No wonder Webb held his tongue with the Kerry botched joke kerfuffle. Because check out this old article:
http://www.theatlantic.com/doc/198004/webb-draft/2He was a bit of an ass in this time period (we all know this), but read a few paragraphs here:
The volunteer Army is an unmitigated disaster. Those who discovered, after fifteen years of calculated silence, that the Vietnam draft fell disproportionately on the poor and minorities, now remain mute before the hard evidence that the cure is infinitely worse than the disease. If present enlistment trends continue, the Army will be 42 percent black by the early 1980s. White enlistees have less education than black, evidence of their socioeconomic status. More than 60 percent of enlistees are from the bottom two categories of intelligence testing. It is so hard to re-enlist a soldier that the Army is now permitting those who fail their skills qualification test to re-up, thus assuring the youth of America that, if mobilization should occur, their NCO's will be unqualified to train them, much less to function themselves. This situation is getting worse every year: in 1979, the intelligence levels of recruits and those re-enlisting were the worst since the volunteer Army began.
snip
Reinstituting the draft would help in yet another, more elemental and equitable way. We created a military, just as we created a society, for ideological rather than mercenary reasons. Detractors of the draft who claim that our natural state, through history, has been draft-free fail to recognize that our position in the world until well into this century was less than preeminent. Nor do they recognize the post-World War H strategic realities. It is fundamentally wrong-and cowardly-in a democratic society to claim that those who stand between us and a potential enemy should be risking their lives merely because they are "following the marketplace," and the military is their "best deal." The result of such logic is today's volunteer Army, a collection of men and women who have been economically conscripted to do society's dirty work, as surely as if there were the most inequitable draft imaginable.
snip
But our greatest need is to get beyond those old jealousies from Vietnam, to make our military once again a fighting force rather than a social lab, and to stop being afraid to ask the men of Harvard to stand alongside the men of Harlem, same uniform, same obligations, same country.
Okay, a couple things:
1. Thank GOD the Allen people didn't find this and do a double pronged attack against Webb and Kerry.

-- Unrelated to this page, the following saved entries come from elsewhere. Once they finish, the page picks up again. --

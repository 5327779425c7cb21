//! Database module for peerwatch.
//!
//! Provides SQLite storage for latest entity state, history, events and the
//! command audit log, with embedded migrations.

mod models;
mod store;

pub use models::*;
pub use store::*;
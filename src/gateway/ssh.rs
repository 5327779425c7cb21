//! SSH transport with an interactive shell channel.
//!
//! The router refuses concurrent exec channels, so commands are typed into a
//! single shell and the output is read back until the prompt reappears.

use std::io::{ErrorKind, Read, Write};
use std::net::{TcpStream, ToSocketAddrs};
use std::sync::OnceLock;
use std::time::{Duration, Instant};

use regex::Regex;
use ssh2::{Channel, ErrorCode, Session};

use super::{Transport, TransportError};
use crate::config::SshConfig;

/// Blocking read slice; reads loop until the overall deadline.
const READ_SLICE_MS: u32 = 250;

/// libssh2's LIBSSH2_ERROR_TIMEOUT.
const LIBSSH2_ERROR_TIMEOUT: i32 = -9;

const MORE_MARKER: &str = "---- More ----";

pub struct SshTransport {
    config: SshConfig,
    session: Option<Session>,
    channel: Option<Channel>,
}

impl SshTransport {
    pub fn new(config: SshConfig) -> Self {
        Self {
            config,
            session: None,
            channel: None,
        }
    }
}

impl Transport for SshTransport {
    fn connect(&mut self, timeout: Duration) -> Result<(), TransportError> {
        self.disconnect();

        tracing::info!("Connecting to device at {}:{}", self.config.host, self.config.port);

        let addr = (self.config.host.as_str(), self.config.port)
            .to_socket_addrs()
            .map_err(|e| TransportError::Connection(format!("failed to resolve {}: {}", self.config.host, e)))?
            .next()
            .ok_or_else(|| TransportError::Connection(format!("no address for {}", self.config.host)))?;

        let tcp = TcpStream::connect_timeout(&addr, timeout)
            .map_err(|e| TransportError::Connection(format!("failed to connect: {}", e)))?;

        let mut session = Session::new().map_err(|e| ssh_error("session setup", e, timeout))?;
        session.set_tcp_stream(tcp);
        session.set_timeout(timeout.as_millis().min(u32::MAX as u128) as u32);
        session.handshake().map_err(|e| ssh_error("handshake", e, timeout))?;
        session
            .userauth_password(&self.config.username, &self.config.password)
            .map_err(|e| ssh_error("authentication", e, timeout))?;
        if !session.authenticated() {
            return Err(TransportError::Connection("authentication rejected".to_string()));
        }

        let mut channel = session
            .channel_session()
            .map_err(|e| ssh_error("open channel", e, timeout))?;
        channel
            .request_pty("vt100", None, Some((512, 48, 0, 0)))
            .map_err(|e| ssh_error("request pty", e, timeout))?;
        channel.shell().map_err(|e| ssh_error("start shell", e, timeout))?;

        session.set_timeout(READ_SLICE_MS);

        // Banner and first prompt.
        read_until_prompt(&mut channel, timeout)?;

        self.session = Some(session);
        self.channel = Some(channel);
        tracing::info!("Device session established");
        Ok(())
    }

    fn is_connected(&self) -> bool {
        self.channel.as_ref().map_or(false, |c| !c.eof())
    }

    fn run(&mut self, command: &str, timeout: Duration) -> Result<String, TransportError> {
        let channel = self
            .channel
            .as_mut()
            .ok_or_else(|| TransportError::Connection("not connected".to_string()))?;

        drain(channel);

        channel
            .write_all(format!("{}\n", command).as_bytes())
            .and_then(|_| channel.flush())
            .map_err(|e| TransportError::Connection(format!("failed to send command: {}", e)))?;

        let raw = read_until_prompt(channel, timeout)?;
        Ok(clean_output(&raw))
    }

    fn disconnect(&mut self) {
        if let Some(mut channel) = self.channel.take() {
            let _ = channel.close();
        }
        if let Some(session) = self.session.take() {
            let _ = session.disconnect(None, "peerwatch closing session", None);
        }
    }
}

fn ssh_error(stage: &str, e: ssh2::Error, timeout: Duration) -> TransportError {
    if matches!(e.code(), ErrorCode::Session(code) if code == LIBSSH2_ERROR_TIMEOUT) {
        TransportError::Timeout(timeout)
    } else {
        TransportError::Connection(format!("{} failed: {}", stage, e))
    }
}

/// Discard anything the device printed since the last prompt.
fn drain(channel: &mut Channel) {
    let mut chunk = [0u8; 4096];
    loop {
        match channel.read(&mut chunk) {
            Ok(0) | Err(_) => break,
            Ok(_) => continue,
        }
    }
}

fn read_until_prompt(channel: &mut Channel, timeout: Duration) -> Result<String, TransportError> {
    let deadline = Instant::now() + timeout;
    let mut buf: Vec<u8> = Vec::with_capacity(16 * 1024);
    let mut chunk = [0u8; 8192];

    loop {
        if Instant::now() >= deadline {
            return Err(TransportError::Timeout(timeout));
        }

        match channel.read(&mut chunk) {
            Ok(0) => {
                if channel.eof() {
                    return Err(TransportError::Connection("channel closed by device".to_string()));
                }
            }
            Ok(n) => {
                buf.extend_from_slice(&chunk[..n]);
                let text = String::from_utf8_lossy(&buf);

                if String::from_utf8_lossy(&chunk[..n]).contains(MORE_MARKER) {
                    channel
                        .write_all(b" ")
                        .map_err(|e| TransportError::Connection(format!("failed to page output: {}", e)))?;
                    continue;
                }

                if ends_with_prompt(&text) {
                    return Ok(text.into_owned());
                }
            }
            Err(e) if e.kind() == ErrorKind::TimedOut || e.kind() == ErrorKind::WouldBlock => continue,
            Err(e) => return Err(TransportError::Connection(format!("read failed: {}", e))),
        }
    }
}

fn prompt_regex() -> &'static Regex {
    static RE: OnceLock<Regex> = OnceLock::new();
    RE.get_or_init(|| Regex::new(r"^(<[^<>\s][^<>]*>|\[[^\[\]\s][^\[\]]*\])$").unwrap())
}

fn ends_with_prompt(text: &str) -> bool {
    text.trim_end()
        .lines()
        .last()
        .map_or(false, |line| prompt_regex().is_match(line.trim()))
}

/// Strip terminal control sequences, pager markers, the echoed command line
/// and the trailing prompt.
pub fn clean_output(raw: &str) -> String {
    static ANSI: OnceLock<Regex> = OnceLock::new();
    let ansi = ANSI.get_or_init(|| Regex::new(r"\x1b\[[0-9;]*[A-Za-z]").unwrap());

    let text = raw.replace(MORE_MARKER, "").replace('\r', "");
    let text = ansi.replace_all(&text, "");

    let mut lines: Vec<&str> = text.lines().collect();
    if lines.last().map_or(false, |l| prompt_regex().is_match(l.trim())) {
        lines.pop();
    }
    if !lines.is_empty() {
        lines.remove(0);
    }

    lines
        .into_iter()
        .map(str::trim_end)
        .collect::<Vec<_>>()
        .join("\n")
}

2. Um -- kinda looks like Webb called the volunteer army uneducated, and he meant it.
3. I think that Kerry's position from 1972 and Webb's position in 1980 were very similar -- the fear of a mercenary army.
4. Within Webb's chip on his shoulder about Vietnam tone, you do hear him state what most liberals think -- that it's utter bullshit that the priviledged and the elite don't fight for our country while the working class do. That was in there in 1980, so his stance today about economic fairness is not so big a leap.